## Task objective
Each line below should be repeated exactly as it stands.

-*-*-

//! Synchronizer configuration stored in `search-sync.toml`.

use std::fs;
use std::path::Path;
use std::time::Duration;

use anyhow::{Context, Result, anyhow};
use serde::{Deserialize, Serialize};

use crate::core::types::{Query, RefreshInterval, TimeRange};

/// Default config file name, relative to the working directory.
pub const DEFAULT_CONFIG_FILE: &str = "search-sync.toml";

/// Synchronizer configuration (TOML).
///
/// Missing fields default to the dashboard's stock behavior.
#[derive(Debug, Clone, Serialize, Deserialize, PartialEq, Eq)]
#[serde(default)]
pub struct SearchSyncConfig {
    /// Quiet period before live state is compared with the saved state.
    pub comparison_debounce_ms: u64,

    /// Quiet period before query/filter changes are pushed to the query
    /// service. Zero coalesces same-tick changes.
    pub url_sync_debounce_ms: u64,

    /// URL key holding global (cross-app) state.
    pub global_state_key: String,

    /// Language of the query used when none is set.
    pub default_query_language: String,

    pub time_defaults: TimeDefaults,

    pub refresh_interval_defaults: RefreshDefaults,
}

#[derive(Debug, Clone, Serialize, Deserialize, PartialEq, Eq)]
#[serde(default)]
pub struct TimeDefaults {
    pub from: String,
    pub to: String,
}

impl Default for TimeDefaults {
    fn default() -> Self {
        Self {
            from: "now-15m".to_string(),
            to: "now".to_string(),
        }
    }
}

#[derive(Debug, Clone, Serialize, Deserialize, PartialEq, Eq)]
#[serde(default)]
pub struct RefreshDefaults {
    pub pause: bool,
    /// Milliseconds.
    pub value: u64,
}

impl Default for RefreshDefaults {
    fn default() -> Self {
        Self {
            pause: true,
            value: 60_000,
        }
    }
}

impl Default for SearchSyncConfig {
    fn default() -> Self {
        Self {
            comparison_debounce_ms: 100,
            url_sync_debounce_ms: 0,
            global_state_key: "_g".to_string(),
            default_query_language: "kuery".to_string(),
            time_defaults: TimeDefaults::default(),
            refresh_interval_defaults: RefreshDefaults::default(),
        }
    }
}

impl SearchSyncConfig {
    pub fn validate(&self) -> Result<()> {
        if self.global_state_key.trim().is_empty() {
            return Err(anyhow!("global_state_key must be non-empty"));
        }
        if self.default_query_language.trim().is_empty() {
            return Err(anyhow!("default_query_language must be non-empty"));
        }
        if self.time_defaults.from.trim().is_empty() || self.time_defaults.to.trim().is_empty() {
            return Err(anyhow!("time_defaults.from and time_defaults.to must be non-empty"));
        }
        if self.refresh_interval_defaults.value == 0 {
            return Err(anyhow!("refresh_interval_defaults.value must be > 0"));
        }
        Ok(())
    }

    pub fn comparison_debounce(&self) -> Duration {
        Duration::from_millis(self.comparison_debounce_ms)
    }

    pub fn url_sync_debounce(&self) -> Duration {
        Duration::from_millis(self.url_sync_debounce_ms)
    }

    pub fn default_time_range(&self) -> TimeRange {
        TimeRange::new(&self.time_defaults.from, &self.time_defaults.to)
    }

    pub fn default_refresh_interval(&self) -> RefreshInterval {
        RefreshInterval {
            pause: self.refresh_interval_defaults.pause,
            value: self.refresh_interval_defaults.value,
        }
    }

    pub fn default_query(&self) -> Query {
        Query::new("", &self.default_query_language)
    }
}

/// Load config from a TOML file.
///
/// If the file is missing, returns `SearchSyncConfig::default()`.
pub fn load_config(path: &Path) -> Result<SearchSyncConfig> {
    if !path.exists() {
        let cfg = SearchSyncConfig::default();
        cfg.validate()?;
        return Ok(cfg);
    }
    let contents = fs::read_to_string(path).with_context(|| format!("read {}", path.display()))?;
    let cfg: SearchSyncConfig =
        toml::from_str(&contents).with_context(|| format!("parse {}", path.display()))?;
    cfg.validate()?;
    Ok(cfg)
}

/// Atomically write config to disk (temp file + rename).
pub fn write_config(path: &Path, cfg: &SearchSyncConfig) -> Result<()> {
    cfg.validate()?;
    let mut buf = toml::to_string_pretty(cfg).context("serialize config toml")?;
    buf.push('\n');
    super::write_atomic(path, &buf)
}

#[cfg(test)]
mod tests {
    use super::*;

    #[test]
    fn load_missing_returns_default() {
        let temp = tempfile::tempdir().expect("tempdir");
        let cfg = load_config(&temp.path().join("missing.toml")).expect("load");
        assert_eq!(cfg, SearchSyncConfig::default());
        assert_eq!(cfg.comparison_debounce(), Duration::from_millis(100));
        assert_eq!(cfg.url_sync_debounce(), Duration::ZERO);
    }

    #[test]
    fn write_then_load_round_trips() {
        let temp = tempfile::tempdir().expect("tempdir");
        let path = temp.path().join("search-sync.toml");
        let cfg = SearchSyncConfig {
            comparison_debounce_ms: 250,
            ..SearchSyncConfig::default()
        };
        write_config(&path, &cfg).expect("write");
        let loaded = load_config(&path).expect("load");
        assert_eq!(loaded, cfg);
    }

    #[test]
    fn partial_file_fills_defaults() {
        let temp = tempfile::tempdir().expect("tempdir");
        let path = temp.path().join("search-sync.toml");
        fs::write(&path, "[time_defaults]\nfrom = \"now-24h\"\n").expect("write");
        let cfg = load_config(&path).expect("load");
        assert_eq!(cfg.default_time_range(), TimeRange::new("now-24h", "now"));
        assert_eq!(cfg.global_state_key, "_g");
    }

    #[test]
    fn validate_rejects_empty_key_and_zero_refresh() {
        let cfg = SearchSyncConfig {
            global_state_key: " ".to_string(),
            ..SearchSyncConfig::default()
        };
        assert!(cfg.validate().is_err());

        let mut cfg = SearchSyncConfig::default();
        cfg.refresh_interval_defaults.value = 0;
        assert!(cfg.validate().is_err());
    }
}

-*-*-

## Answer for the task
//! Synchronizer configuration stored in `search-sync.toml`.

use std::fs;
use std::path::Path;
use std::time::Duration;

use anyhow::{Context, Result, anyhow};
use serde::{Deserialize, Serialize};

use crate::core::types::{Query, RefreshInterval, TimeRange};

/// Default config file name, relative to the working directory.
pub const DEFAULT_CONFIG_FILE: &str = "search-sync.toml";

/// Synchronizer configuration (TOML).
///
/// Missing fields default to the dashboard's stock behavior.
#[derive(Debug, Clone, Serialize, Deserialize, PartialEq, Eq)]
#[serde(default)]
pub struct SearchSyncConfig {
    /// Quiet period before live state is compared with the saved state.
    pub comparison_debounce_ms: u64,

    /// Quiet period before query/filter changes are pushed to the query
    /// service. Zero coalesces same-tick changes.
    pub url_sync_debounce_ms: u64,

    /// URL key holding global (cross-app) state.
    pub global_state_key: String,

    /// Language of the query used when none is set.
    pub default_query_language: String,

    pub time_defaults: TimeDefaults,

    pub refresh_interval_defaults: RefreshDefaults,
}

#[derive(Debug, Clone, Serialize, Deserialize, PartialEq, Eq)]
#[serde(default)]
pub struct TimeDefaults {
    pub from: String,
    pub to: String,
}

impl Default for TimeDefaults {
    fn default() -> Self {
        Self {
            from: "now-15m".to_string(),
            to: "now".to_string(),
        }
    }
}

#[derive(Debug, Clone, Serialize, Deserialize, PartialEq, Eq)]
#[serde(default)]
pub struct RefreshDefaults {
    pub pause: bool,
    /// Milliseconds.
    pub value: u64,
}

impl Default for RefreshDefaults {
    fn default() -> Self {
        Self {
            pause: true,
            value: 60_000,
        }
    }
}

impl Default for SearchSyncConfig {
    fn default() -> Self {
        Self {
            comparison_debounce_ms: 100,
            url_sync_debounce_ms: 0,
            global_state_key: "_g".to_string(),
            default_query_language: "kuery".to_string(),
            time_defaults: TimeDefaults::default(),
            refresh_interval_defaults: RefreshDefaults::default(),
        }
    }
}

impl SearchSyncConfig {
    pub fn validate(&self) -> Result<()> {
        if self.global_state_key.trim().is_empty() {
            return Err(anyhow!("global_state_key must be non-empty"));
        }
        if self.default_query_language.trim().is_empty() {
            return Err(anyhow!("default_query_language must be non-empty"));
        }
        if self.time_defaults.from.trim().is_empty() || self.time_defaults.to.trim().is_empty() {
            return Err(anyhow!("time_defaults.from and time_defaults.to must be non-empty"));
        }
        if self.refresh_interval_defaults.value == 0 {
            return Err(anyhow!("refresh_interval_defaults.value must be > 0"));
        }
        Ok(())
    }

    pub fn comparison_debounce(&self) -> Duration {
        Duration::from_millis(self.comparison_debounce_ms)
    }

    pub fn url_sync_debounce(&self) -> Duration {
        Duration::from_millis(self.url_sync_debounce_ms)
    }

    pub fn default_time_range(&self) -> TimeRange {
        TimeRange::new(&self.time_defaults.from, &self.time_defaults.to)
    }

    pub fn default_refresh_interval(&self) -> RefreshInterval {
        RefreshInterval {
            pause: self.refresh_interval_defaults.pause,
            value: self.refresh_interval_defaults.value,
        }
    }

    pub fn default_query(&self) -> Query {
        Query::new("", &self.default_query_language)
    }
}

/// Load config from a TOML file.
///
/// If the file is missing, returns `SearchSyncConfig::default()`.
pub fn load_config(path: &Path) -> Result<SearchSyncConfig> {
    if !path.exists() {
        let cfg = SearchSyncConfig::default();
        cfg.validate()?;
        return Ok(cfg);
    }
    let contents = fs::read_to_string(path).with_context(|| format!("read {}", path.display()))?;
    let cfg: SearchSyncConfig =
        toml::from_str(&contents).with_context(|| format!("parse {}", path.display()))?;
    cfg.validate()?;
    Ok(cfg)
}

/// Atomically write config to disk (temp file + rename).
pub fn write_config(path: &Path, cfg: &SearchSyncConfig) -> Result<()> {
    cfg.validate()?;
    let mut buf = toml::to_string_pretty(cfg).context("serialize config toml")?;
    buf.push('\n');
    super::write_atomic(path, &buf)
}

#[cfg(test)]
mod tests {
    use super::*;

    #[test]
    fn load_missing_returns_default() {
        let temp = tempfile::tempdir().expect("tempdir");
        let cfg = load_config(&temp.path().join("missing.toml")).expect("load");
        assert_eq!(cfg, SearchSyncConfig::default());
        assert_eq!(cfg.comparison_debounce(), Duration::from_millis(100));
        assert_eq!(cfg.url_sync_debounce(), Duration::ZERO);
    }

    #[test]
    fn write_then_load_round_trips() {
        let temp = tempfile::tempdir().expect("tempdir");
        let path = temp.path().join("search-sync.toml");
        let cfg = SearchSyncConfig {
            comparison_debounce_ms: 250,
            ..SearchSyncConfig::default()
        };
        write_config(&path, &cfg).expect("write");
        let loaded = load_config(&path).expect("load");
        assert_eq!(loaded, cfg);
    }

    #[test]
    fn partial_file_fills_defaults() {
        let temp = tempfile::tempdir().expect("tempdir");
        let path = temp.path().join("search-sync.toml");
        fs::write(&path, "[time_defaults]\nfrom = \"now-24h\"\n").expect("write");
        let cfg = load_config(&path).expect("load");
        assert_eq!(cfg.default_time_range(), TimeRange::new("now-24h", "now"));
        assert_eq!(cfg.global_state_key, "_g");
    }

    #[test]
    fn validate_rejects_empty_key_and_zero_refresh() {
        let cfg = SearchSyncConfig {
            global_state_key: " ".to_string(),
            ..SearchSyncConfig::default()
        };
        assert!(cfg.validate().is_err());

        let mut cfg = SearchSyncConfig::default();
        cfg.refresh_interval_defaults.value = 0;
        assert!(cfg.validate().is_err());
    }
}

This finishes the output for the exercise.